Please count the lines in the data below that hold "pairs" and answer with the number by itself.

[Dataset entries]

+ + + + + + +

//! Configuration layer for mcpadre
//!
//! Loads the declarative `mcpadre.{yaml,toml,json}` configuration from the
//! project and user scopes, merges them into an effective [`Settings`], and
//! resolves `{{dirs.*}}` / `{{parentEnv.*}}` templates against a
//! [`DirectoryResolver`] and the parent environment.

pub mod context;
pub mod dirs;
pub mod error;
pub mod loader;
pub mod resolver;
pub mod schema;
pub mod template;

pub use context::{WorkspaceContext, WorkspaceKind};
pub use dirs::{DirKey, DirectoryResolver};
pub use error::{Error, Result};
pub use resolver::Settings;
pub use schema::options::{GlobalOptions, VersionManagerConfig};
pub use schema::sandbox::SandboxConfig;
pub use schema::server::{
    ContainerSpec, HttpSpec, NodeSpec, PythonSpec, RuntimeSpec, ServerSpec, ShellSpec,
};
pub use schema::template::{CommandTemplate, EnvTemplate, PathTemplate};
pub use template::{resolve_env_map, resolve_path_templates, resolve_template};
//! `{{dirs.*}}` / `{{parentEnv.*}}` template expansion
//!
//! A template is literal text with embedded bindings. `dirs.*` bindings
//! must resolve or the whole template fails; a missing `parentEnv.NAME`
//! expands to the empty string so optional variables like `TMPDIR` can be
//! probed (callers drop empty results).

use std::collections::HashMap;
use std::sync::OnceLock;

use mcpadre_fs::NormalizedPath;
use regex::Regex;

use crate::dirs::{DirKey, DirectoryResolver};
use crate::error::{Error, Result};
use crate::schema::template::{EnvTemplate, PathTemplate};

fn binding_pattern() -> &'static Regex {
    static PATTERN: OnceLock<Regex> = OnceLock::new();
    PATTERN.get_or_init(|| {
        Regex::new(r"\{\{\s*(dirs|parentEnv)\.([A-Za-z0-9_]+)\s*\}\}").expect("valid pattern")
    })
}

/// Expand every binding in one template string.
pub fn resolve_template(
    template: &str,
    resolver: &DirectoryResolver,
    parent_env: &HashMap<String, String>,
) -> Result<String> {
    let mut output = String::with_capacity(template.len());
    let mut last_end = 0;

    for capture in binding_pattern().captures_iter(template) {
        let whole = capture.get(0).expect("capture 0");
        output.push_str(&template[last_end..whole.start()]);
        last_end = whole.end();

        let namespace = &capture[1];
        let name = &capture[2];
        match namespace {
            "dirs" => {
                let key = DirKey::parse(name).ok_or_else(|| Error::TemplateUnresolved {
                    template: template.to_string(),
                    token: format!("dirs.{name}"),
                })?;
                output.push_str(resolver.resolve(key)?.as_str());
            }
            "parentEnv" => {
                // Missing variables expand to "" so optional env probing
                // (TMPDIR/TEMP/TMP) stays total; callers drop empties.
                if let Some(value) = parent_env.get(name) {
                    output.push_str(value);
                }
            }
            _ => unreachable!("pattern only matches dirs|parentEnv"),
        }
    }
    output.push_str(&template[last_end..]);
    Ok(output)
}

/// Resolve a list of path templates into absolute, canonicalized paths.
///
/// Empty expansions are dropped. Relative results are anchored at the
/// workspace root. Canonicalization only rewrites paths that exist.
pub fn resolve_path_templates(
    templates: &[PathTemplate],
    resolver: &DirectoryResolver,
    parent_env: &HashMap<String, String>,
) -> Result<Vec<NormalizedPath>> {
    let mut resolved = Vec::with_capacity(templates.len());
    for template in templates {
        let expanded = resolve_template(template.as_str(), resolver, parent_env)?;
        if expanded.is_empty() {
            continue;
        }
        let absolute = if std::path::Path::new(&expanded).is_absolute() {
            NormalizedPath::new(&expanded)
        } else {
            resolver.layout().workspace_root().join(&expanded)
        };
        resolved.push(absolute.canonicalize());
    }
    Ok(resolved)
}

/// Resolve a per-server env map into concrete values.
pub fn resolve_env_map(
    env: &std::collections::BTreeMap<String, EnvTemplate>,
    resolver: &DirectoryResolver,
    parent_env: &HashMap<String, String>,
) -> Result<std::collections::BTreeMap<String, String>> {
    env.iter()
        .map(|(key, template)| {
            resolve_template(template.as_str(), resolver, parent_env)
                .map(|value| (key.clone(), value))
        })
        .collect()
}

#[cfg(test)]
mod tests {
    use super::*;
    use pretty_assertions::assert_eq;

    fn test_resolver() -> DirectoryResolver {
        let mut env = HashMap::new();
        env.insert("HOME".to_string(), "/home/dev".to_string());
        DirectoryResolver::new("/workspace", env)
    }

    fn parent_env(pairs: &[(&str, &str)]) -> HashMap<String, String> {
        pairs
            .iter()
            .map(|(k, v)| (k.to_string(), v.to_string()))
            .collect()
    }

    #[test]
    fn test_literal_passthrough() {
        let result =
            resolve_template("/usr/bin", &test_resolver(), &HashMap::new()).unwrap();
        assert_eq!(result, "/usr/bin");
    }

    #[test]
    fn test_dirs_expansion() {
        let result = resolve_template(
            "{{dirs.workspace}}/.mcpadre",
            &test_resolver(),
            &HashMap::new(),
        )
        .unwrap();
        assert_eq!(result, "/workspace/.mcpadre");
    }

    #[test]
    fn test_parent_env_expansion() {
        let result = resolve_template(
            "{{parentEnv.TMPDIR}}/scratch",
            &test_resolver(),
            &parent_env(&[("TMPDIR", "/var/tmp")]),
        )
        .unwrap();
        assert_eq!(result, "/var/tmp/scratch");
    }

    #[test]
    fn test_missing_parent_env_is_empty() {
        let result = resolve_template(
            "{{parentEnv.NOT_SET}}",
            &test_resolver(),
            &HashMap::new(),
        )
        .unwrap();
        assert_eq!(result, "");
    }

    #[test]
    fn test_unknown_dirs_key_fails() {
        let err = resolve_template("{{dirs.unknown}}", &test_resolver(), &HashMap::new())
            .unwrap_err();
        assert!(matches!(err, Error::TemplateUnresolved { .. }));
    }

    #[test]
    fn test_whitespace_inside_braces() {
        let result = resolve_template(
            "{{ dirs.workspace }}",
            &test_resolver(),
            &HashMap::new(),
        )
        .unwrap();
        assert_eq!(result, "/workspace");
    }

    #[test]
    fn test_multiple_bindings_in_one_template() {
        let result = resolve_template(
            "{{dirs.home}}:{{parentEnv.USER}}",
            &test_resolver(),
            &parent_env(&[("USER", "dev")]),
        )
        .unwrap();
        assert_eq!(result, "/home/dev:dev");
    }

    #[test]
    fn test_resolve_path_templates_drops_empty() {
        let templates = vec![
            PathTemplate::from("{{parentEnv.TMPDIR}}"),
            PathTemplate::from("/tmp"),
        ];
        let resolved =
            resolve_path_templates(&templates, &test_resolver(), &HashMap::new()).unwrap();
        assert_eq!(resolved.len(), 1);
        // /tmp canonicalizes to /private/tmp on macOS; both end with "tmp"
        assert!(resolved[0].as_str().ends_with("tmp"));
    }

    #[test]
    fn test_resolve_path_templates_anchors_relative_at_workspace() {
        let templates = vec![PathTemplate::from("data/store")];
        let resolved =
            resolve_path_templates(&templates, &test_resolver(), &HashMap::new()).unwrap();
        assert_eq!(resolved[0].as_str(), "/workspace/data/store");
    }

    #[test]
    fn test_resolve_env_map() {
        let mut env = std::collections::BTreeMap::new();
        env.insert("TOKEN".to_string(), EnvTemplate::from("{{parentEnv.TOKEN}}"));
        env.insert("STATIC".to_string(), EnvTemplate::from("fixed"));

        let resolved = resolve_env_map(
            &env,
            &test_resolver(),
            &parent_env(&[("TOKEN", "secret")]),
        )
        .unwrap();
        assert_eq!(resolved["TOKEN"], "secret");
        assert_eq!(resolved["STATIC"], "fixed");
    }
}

+ + + + + + +

#### TASK SOLUTION
2